The U.S. Department of Homeland Security is working on a war footing to disrupt potential Electromagnetic Pulse attacks that could disrupt unprotected critical infrastructure within the U.S. and endanger thousands of lives.
DHS said that following the signing of a Presidential order in March 2019 to establish resilience against Electromagnetic Pulse attacks, it has coordinated with the Cybersecurity and Infrastructure Agency (CISA), the Science and Technology Directorate (S&T), and the Federal Emergency Management Agency (FEMA) to address known EMP-related vulnerabilities to critical infrastructure.
“EMP attacks are part of the emerging threats against our nation and demand a response. That is why DHS is taking these contingencies very seriously, working diligently to mitigate our risks and equipping our state and local partners with the resources they need to do the same. We’ve made significant progress and look forward to the work ahead,” said Senior Official Performing the Duties of the Deputy Secretary Ken Cuccinelli.
CISA Director Chris Krebs said one of his agency’s priorities is understanding and mitigating threats associated with Electromagnetic Pulse attacks and they have worked with fellow agencies to identify the footprint and effects of EMP threats and develop sustainable, efficient, and cost-effective approaches to improving the Nation’s resilience to EMPs.
Commenting on the DHS’ preparations to tackle potential Electromagnetic Pulse attacks, Jamie Akhtar, CEO and co-founder of CyberSmart, said governments like the US invest a lot of resources into investigating, monitoring, and simulating potential risks to national infrastructure and security and the fact that they have identified EMP as a potential threat already gives them an edge in protection.

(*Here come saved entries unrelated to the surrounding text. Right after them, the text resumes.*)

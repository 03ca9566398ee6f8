//! Cards vault: payment cards scoped to their owner.
//!
//! Two fields are recoverable secrets (cvc, password); the card number and
//! the rest of the metadata are stored as-is, matching the upstream data
//! model.

use chrono::NaiveDate;
use kh_crypto::Cipher;
use kh_store::models::{CardPatch, CardRow, NewCard};
use kh_store::Store;
use serde::{Deserialize, Serialize};
use tracing::info;
use uuid::Uuid;

use crate::error::VaultError;

#[derive(Debug, Clone, Serialize, Deserialize)]
pub struct CreateCard {
    pub title: String,
    /// Printed cardholder name.
    pub name: String,
    pub number: String,
    pub cvc: String,
    pub expiration: NaiveDate,
    pub password: String,
    pub is_credit: bool,
    pub is_debit: bool,
}

#[derive(Debug, Clone, Default, Serialize, Deserialize)]
pub struct UpdateCard {
    pub title: Option<String>,
    pub name: Option<String>,
    pub number: Option<String>,
    pub cvc: Option<String>,
    pub expiration: Option<NaiveDate>,
    pub password: Option<String>,
    pub is_credit: Option<bool>,
    pub is_debit: Option<bool>,
}

/// A card as returned to its owner: secret fields decrypted.
#[derive(Debug, Clone, PartialEq, Eq, Serialize, Deserialize)]
pub struct Card {
    pub id: String,
    pub user_id: String,
    pub title: String,
    pub name: String,
    pub number: String,
    pub cvc: String,
    pub expiration: NaiveDate,
    pub password: String,
    pub is_credit: bool,
    pub is_debit: bool,
}

#[derive(Clone)]
pub struct CardsVault {
    store: Store,
    cipher: Cipher,
}

impl CardsVault {
    pub fn new(store: Store, cipher: Cipher) -> Self {
        Self { store, cipher }
    }

    /// Create a card. The title pre-check gives a friendly Conflict; the
    /// UNIQUE(user_id, title) constraint settles any race. Secrets are
    /// encrypted before the insert is attempted.
    pub async fn create(&self, dto: &CreateCard, owner_id: &str) -> Result<Card, VaultError> {
        if self
            .store
            .find_card_by_title(&dto.title, owner_id)
            .await?
            .is_some()
        {
            return Err(VaultError::Conflict("card title already exists".into()));
        }
        let row = self
            .store
            .insert_card(NewCard {
                id: Uuid::new_v4().to_string(),
                user_id: owner_id.to_string(),
                title: dto.title.clone(),
                name: dto.name.clone(),
                number: dto.number.clone(),
                cvc_enc: self.cipher.encrypt(&dto.cvc)?,
                expiration: dto.expiration,
                password_enc: self.cipher.encrypt(&dto.password)?,
                is_credit: dto.is_credit,
                is_debit: dto.is_debit,
            })
            .await?;
        info!(card_id = %row.id, "card created");
        self.decrypt(row)
    }

    pub async fn list_all(&self, owner_id: &str) -> Result<Vec<Card>, VaultError> {
        let rows = self.store.find_all_cards_by_owner(owner_id).await?;
        rows.into_iter().map(|row| self.decrypt(row)).collect()
    }

    pub async fn get_one(&self, id: &str, owner_id: &str) -> Result<Card, VaultError> {
        let row = self.owned(id, owner_id).await?;
        self.decrypt(row)
    }

    /// Update fields of an owned card; supplied secrets are re-encrypted,
    /// absent fields stay untouched.
    pub async fn update(
        &self,
        id: &str,
        dto: &UpdateCard,
        owner_id: &str,
    ) -> Result<Card, VaultError> {
        self.owned(id, owner_id).await?;
        let patch = CardPatch {
            title: dto.title.clone(),
            name: dto.name.clone(),
            number: dto.number.clone(),
            cvc_enc: dto
                .cvc
                .as_deref()
                .map(|c| self.cipher.encrypt(c))
                .transpose()?,
            expiration: dto.expiration,
            password_enc: dto
                .password
                .as_deref()
                .map(|p| self.cipher.encrypt(p))
                .transpose()?,
            is_credit: dto.is_credit,
            is_debit: dto.is_debit,
        };
        let row = self.store.update_card_by_id(id, patch).await?;
        self.decrypt(row)
    }

    pub async fn remove(&self, id: &str, owner_id: &str) -> Result<(), VaultError> {
        self.owned(id, owner_id).await?;
        self.store.delete_card_by_id(id).await?;
        Ok(())
    }

    /// Unconditional owner-scoped bulk delete. Reserved for account
    /// erasure; never exposed to end users directly.
    pub async fn delete_all_for_owner(&self, owner_id: &str) -> Result<u64, VaultError> {
        Ok(self.store.delete_cards_by_owner(owner_id).await?)
    }

    /// Fetch by id alone, then enforce ownership: absent is NotFound,
    /// present-but-foreign is Forbidden. The distinction is deliberate.
    async fn owned(&self, id: &str, owner_id: &str) -> Result<CardRow, VaultError> {
        let Some(row) = self.store.find_card_by_id(id).await? else {
            return Err(VaultError::NotFound("card not found".into()));
        };
        if row.user_id != owner_id {
            return Err(VaultError::Forbidden(
                "this card does not belong to you".into(),
            ));
        }
        Ok(row)
    }

    /// Decrypt at the read boundary; nothing caches the plaintext.
    fn decrypt(&self, row: CardRow) -> Result<Card, VaultError> {
        Ok(Card {
            id: row.id,
            user_id: row.user_id,
            title: row.title,
            name: row.name,
            number: row.number,
            cvc: self.cipher.decrypt(&row.cvc_enc)?,
            expiration: row.expiration,
            password: self.cipher.decrypt(&row.password_enc)?,
            is_credit: row.is_credit,
            is_debit: row.is_debit,
        })
    }
}
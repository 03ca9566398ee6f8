use thiserror::Error;

#[derive(Debug, Error)]
pub enum CryptoError {
    #[error("Key derivation failed: {0}")]
    KeyDerivation(String),

    #[error("Invalid key material: {0}")]
    InvalidKey(String),

    #[error("AEAD encryption failed")]
    AeadEncrypt,

    #[error("AEAD decryption failed (wrong key or corrupt ciphertext)")]
    AeadDecrypt,

    #[error("Password hashing failed: {0}")]
    PasswordHash(String),

    #[error("Malformed token")]
    TokenMalformed,

    #[error("Token signature verification failed")]
    TokenSignature,

    #[error("Token expired")]
    TokenExpired,

    #[error("Token issuer or audience mismatch")]
    TokenAudience,

    #[error("Serialisation error: {0}")]
    Serialisation(#[from] serde_json::Error),

    #[error("Base64 decode error: {0}")]
    Base64Decode(#[from] base64::DecodeError),
}
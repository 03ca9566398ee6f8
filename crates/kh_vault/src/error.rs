use kh_crypto::CryptoError;
use kh_store::StoreError;
use thiserror::Error;

/// Uniform sign-in failure text. Deliberately identical for "no such
/// account" and "wrong password"; never reveal which one happened.
pub const UNAUTHENTICATED_MSG: &str = "email or password not valid";

#[derive(Debug, Error)]
pub enum VaultError {
    /// Duplicate unique key: a user email, or a per-owner title in any
    /// vault.
    #[error("{0}")]
    Conflict(String),

    /// Missing/invalid/expired token, failed sign-in, or failed erase
    /// re-authentication. Carries no payload that could distinguish
    /// causes.
    #[error("email or password not valid")]
    Unauthenticated,

    /// Id-addressed operation on a record that does not exist.
    #[error("{0}")]
    NotFound(String),

    /// Record exists but belongs to another user. Deliberately distinct
    /// from NotFound: existence leaks, content never does.
    #[error("{0}")]
    Forbidden(String),

    /// Missing or unusable startup configuration. Fatal; the process must
    /// refuse to serve rather than degrade to plaintext.
    #[error("configuration error: {0}")]
    Config(String),

    #[error("storage error: {0}")]
    Store(StoreError),

    #[error("crypto error: {0}")]
    Crypto(#[from] CryptoError),
}

impl From<StoreError> for VaultError {
    fn from(e: StoreError) -> Self {
        match e {
            // The schema backstop for the check-then-insert race surfaces
            // as the same kind the pre-check produces.
            StoreError::UniqueViolation => VaultError::Conflict("unique key already exists".into()),
            other => VaultError::Store(other),
        }
    }
}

“It is the businesses, and individuals, who aren’t aware or ignore the threat of cyber attack, that are truly at risk. These may not shut down power, but we have seen a substantial rise in breaches of SMEs since lockdown that have caused significant financial and reputational damage. Most of these threats to organisations can be mitigated by following basic cyber hygiene such as the standards set out in the UK’s Cyber Essentials scheme which includes making sure software is up to date and all staff members are using strong passwords and two-factor authentication,” he added.
Critical infrastructure operators must follow cyber security best practices
The possibility of massive cyber attacks targeting electricity grids worldwide is a major possibility and operators of critical infrastructure should not have any excuse for not taking urgent steps to protect their digital systems and architecture from realistic cyber threats.
For instance, in May this year, British power grid company Elexon said it suffered a cyber attack targeting its internal IT systems that locked its employees out of internal email accounts and prevented them from using laptops remotely.
According to Joseph Carson, chief security scientist at Thycotic, Elexon had reportedly been running an outdated VPN server which has been an emerging threat for companies that have failed to patch and update known vulnerabilities even security software. This, coupled with the mix between new technology and old technologies, leaves critical infrastructure that have legacy hardware and software unpatched with poor security practices, exposed to serious cyberattacks.
“In many incidents poor cybersecurity best practices have been sacrificed such as unpatched software, default credentials, poor privileged access security and no multifactor authentication leaves energy sector open to cyberattacks. Luckily for this particular incident, the attack only impacted the IT operations and not the critical services they provide,” he added.